Central Role for WTO

As part of “next steps:, China argues that “given the central role of industrialization in achieving development, the Committee on Trade and Development (CTD) is the appropriate committee to further the discussions on trade and investment integration for industrialization.”

China is pushing for the WTO to take a central role in this area, a concept previously suggested by the Director-General during a past Aid for Trade meeting. “As a initial step, it is suggested that the Secretariat could start to compile and disseminate a compendium of experiences and approaches on integrating trade and investment for industrialization based on Members’ experiences and practices, including voluntary submissions by Members, related discussions under the CTD, as well as impact stories shared for the 10th Aid for Trade Global Review, with key insights reflected in the 10th Aid for Trade Global Review's outcome report.”
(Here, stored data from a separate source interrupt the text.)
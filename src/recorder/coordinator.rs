//! Recording session coordinator
//!
//! Owns the recording lifecycle. Every transition is serialized through one
//! coordinator task: commands from the [`RecordingSession`] handle and runtime
//! notices from the sample pump are consumed in arrival order, and each is
//! checked against the state at the time it is processed.
//!
//! Every start/resume opens a new segment and every pause/stop closes it.
//! Closed segments are concatenated into the output on stop.

use super::backend::MediaBackend;
use super::pump::{ActiveSegment, PumpHandle, PumpNotice};
use super::state::{RecorderConfig, RecordingState, SegmentRef, SessionSnapshot};
use super::sync::TimeSynchronizer;
use super::writer::{SegmentWriter, SinkError};
use crate::capture::{capture_channel, CaptureClock, CaptureSource, TrackKind};
use crate::export::SegmentMerger;
use crate::utils::error::{RecorderError, RecorderResult};
use crate::utils::fs::{ensure_parent_dir, remove_if_exists, segment_path};
use parking_lot::RwLock;
use std::path::{Path, PathBuf};
use std::sync::atomic::{AtomicU64, Ordering};
use std::sync::Arc;
use std::time::{Duration, Instant};
use tokio::sync::{broadcast, mpsc, oneshot};

/// Events emitted during recording
#[derive(Debug, Clone, PartialEq, Eq)]
pub enum RecordingEvent {
    /// Recording started
    Started,
    /// Recording paused, with the interim preview file if any
    Paused(Option<PathBuf>),
    /// Recording resumed
    Resumed,
    /// Recording stopped, with the final file (none if nothing was captured)
    Stopped(Option<PathBuf>),
    /// Recording aborted by a runtime capture or writer failure
    Failed(String),
}

enum SessionCommand {
    Start {
        destination: PathBuf,
        reply: oneshot::Sender<RecorderResult<()>>,
    },
    Pause {
        reply: oneshot::Sender<RecorderResult<Option<PathBuf>>>,
    },
    Resume {
        reply: oneshot::Sender<RecorderResult<()>>,
    },
    Stop {
        reply: oneshot::Sender<RecorderResult<Option<PathBuf>>>,
    },
    Snapshot {
        reply: oneshot::Sender<SessionSnapshot>,
    },
    RequestPermissions {
        reply: oneshot::Sender<bool>,
    },
}

/// Handle to a recording session
///
/// Cheap to clone; all clones drive the same session. The session task ends
/// when the last handle is dropped.
#[derive(Clone)]
pub struct RecordingSession {
    commands: mpsc::Sender<SessionCommand>,
    events: broadcast::Sender<RecordingEvent>,
    state: Arc<RwLock<RecordingState>>,
    frame_count: Arc<AtomicU64>,
}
Japan Woos Southern Africa for Critical Minerals

In a separate restricted proposal submitted to the CTD (JOB/COMTD/27) last Friday, Japan says “with financial backing from the Government of Japan, UNCTAD launched a comprehensive initiative in March 2025 targeting Madagascar, Namibia, and Zambia. The project aimed to delineate each nation's strategic niche within Critical Energy Transition Minerals (CETM) value chains and to fortify their respective institutional and regulatory frameworks.”

“By leveraging national trade records from tax authorities alongside UN Comtrade statistics, the analysis rigorously assessed existing productive capabilities to identify latent export opportunities,” Japan said.